Study: COVID-19 risk while flying low, empty middle seats significantly reduce spread

Grand Strand

MYRTLE BEACH, S.C. (WBTW) – A new study says flying may not increase someone’s chances of getting the coronavirus if everyone on a plane is wearing a mask.

On Monday, nearly 700,000 travelers in the U.S. went through TSA. That’s about 1.9 million fewer people than on the same day last year.

Myrtle Beach International Airport (MYR) is not as busy as last summer, but visitors are still flying to the Grand Strand during the pandemic.

“Our flight was good and safe,” said Ari Taylor, who flew from Cleveland. “We got here good. We’re going to enjoy our weekend and we came for my birthday.”

“We have our masks, we have our babies and hand sanitizer,” said Matt Rosemeier, who flew with his wife Susan and two young children.

The MIT study says the risk of getting COVID-19 while flying is relatively low. On a Boeing 737 or Airbus 320 with middle seats blocked and everyone wearing masks, you have about a 1 in 77,000 chance of getting the virus.
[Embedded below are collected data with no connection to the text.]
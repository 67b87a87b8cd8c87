use crate::{Context, ProvideCredential, Result};
use async_trait::async_trait;
use std::fmt::{self, Debug};

/// Credential providers tried in order until one produces a credential.
///
/// The first provider returning a credential wins; providers behind it are
/// not consulted. A failing provider is logged and skipped.
pub struct ProvideCredentialChain<K> {
    providers: Vec<Box<dyn ProvideCredential<Credential = K>>>,
}

impl<K: Send + Sync + 'static> ProvideCredentialChain<K> {
    /// Create an empty chain.
    pub fn new() -> Self {
        Self {
            providers: Vec::new(),
        }
    }

    /// Add a credential provider to the end of the chain.
    pub fn push(mut self, provider: impl ProvideCredential<Credential = K> + 'static) -> Self {
        self.providers.push(Box::new(provider));
        self
    }

    /// Add a credential provider to the front of the chain.
    ///
    /// The provider will be tried before everything already in the chain.
    pub fn push_front(
        mut self,
        provider: impl ProvideCredential<Credential = K> + 'static,
    ) -> Self {
        self.providers.insert(0, Box::new(provider));
        self
    }

    /// Build a chain from already-boxed providers.
    pub fn from_vec(providers: Vec<Box<dyn ProvideCredential<Credential = K>>>) -> Self {
        Self { providers }
    }
}

impl<K: Send + Sync + 'static> Default for ProvideCredentialChain<K> {
    fn default() -> Self {
        Self::new()
    }
}

impl<K> Debug for ProvideCredentialChain<K> {
    fn fmt(&self, f: &mut fmt::Formatter<'_>) -> fmt::Result {
        f.debug_struct("ProvideCredentialChain")
            .field("len", &self.providers.len())
            .finish()
    }
}

#[async_trait]
impl<K: Send + Sync + 'static> ProvideCredential for ProvideCredentialChain<K> {
    type Credential = K;

    async fn provide_credential(&self, ctx: &Context) -> Result<Option<Self::Credential>> {
        for provider in &self.providers {
            log::debug!("trying provider {provider:?}");

            match provider.provide_credential(ctx).await {
                Ok(Some(cred)) => {
                    log::debug!("provider {provider:?} produced a credential");
                    return Ok(Some(cred));
                }
                Ok(None) => {
                    log::debug!("provider {provider:?} had nothing");
                    continue;
                }
                Err(e) => {
                    // A failing provider is skipped, not fatal.
                    log::warn!("provider {provider:?} failed: {e:?}");
                    continue;
                }
            }
        }

        Ok(None)
    }
}

#[cfg(test)]
mod tests {
    use super::*;
    use crate::Error;

    #[derive(Clone, Debug)]
    struct TestCredential {
        app_key: String,
    }

    #[derive(Debug)]
    struct FixedProvider {
        app_key: String,
    }

    #[async_trait]
    impl ProvideCredential for FixedProvider {
        type Credential = TestCredential;

        async fn provide_credential(&self, _ctx: &Context) -> Result<Option<Self::Credential>> {
            Ok(Some(TestCredential {
                app_key: self.app_key.clone(),
            }))
        }
    }

    #[derive(Debug)]
    struct BrokenProvider;

    #[async_trait]
    impl ProvideCredential for BrokenProvider {
        type Credential = TestCredential;

        async fn provide_credential(&self, _ctx: &Context) -> Result<Option<Self::Credential>> {
            Err(Error::unexpected("this provider never works"))
        }
    }

    #[derive(Debug)]
    struct SilentProvider;

    #[async_trait]
    impl ProvideCredential for SilentProvider {
        type Credential = TestCredential;

        async fn provide_credential(&self, _ctx: &Context) -> Result<Option<Self::Credential>> {
            Ok(None)
        }
    }

    #[tokio::test]
    async fn test_first_credential_wins() {
        let ctx = Context::new();

        let chain = ProvideCredentialChain::new()
            .push(BrokenProvider)
            .push(SilentProvider)
            .push(FixedProvider {
                app_key: "primary".to_string(),
            })
            .push(FixedProvider {
                app_key: "never reached".to_string(),
            });

        let cred = chain.provide_credential(&ctx).await.unwrap().unwrap();
        assert_eq!(cred.app_key, "primary");
    }

    #[tokio::test]
    async fn test_push_front_takes_priority() {
        let ctx = Context::new();

        let chain = ProvideCredentialChain::new()
            .push(FixedProvider {
                app_key: "fallback".to_string(),
            })
            .push_front(FixedProvider {
                app_key: "preferred".to_string(),
            });

        let cred = chain.provide_credential(&ctx).await.unwrap().unwrap();
        assert_eq!(cred.app_key, "preferred");
    }

    #[tokio::test]
    async fn test_broken_and_silent_providers_are_skipped() {
        let ctx = Context::new();

        let chain = ProvideCredentialChain::new()
            .push(BrokenProvider)
            .push(SilentProvider)
            .push(BrokenProvider);

        let result = chain.provide_credential(&ctx).await.unwrap();
        assert!(result.is_none());
    }

    #[tokio::test]
    async fn test_empty_chain_returns_none() {
        let ctx = Context::new();

        let chain: ProvideCredentialChain<TestCredential> = ProvideCredentialChain::new();

        let result = chain.provide_credential(&ctx).await.unwrap();
        assert!(result.is_none());
    }
}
MYR requires face coverings in its terminal, along with every airline flying there.

“I felt good,” said Cardell Bey, who flew from Cleveland. “We all had masks on.”

“It seemed like a regular, normal flight,” said Ray Bey, who also flew from Cleveland.

The study also says the risk of getting COVID-19 on a full one of those flights with no middle seats blocked goes up by about 79.1%. The odds are still relatively low, however, at 1 in 43,000. Airlines point to efficient filtration systems like high-efficiency particulate air (HEPA) that make air safer.

Travelers landing at MYR on Friday say they’re also doing their part.

“We felt safe. So far, we feel great,” said Matt Rosemeier.

“It wasn’t any longer of a wait,” said Susan Rosemeier.

The MIT study doesn’t account for boarding, walking around the plane, using the bathroom or leaving the flight.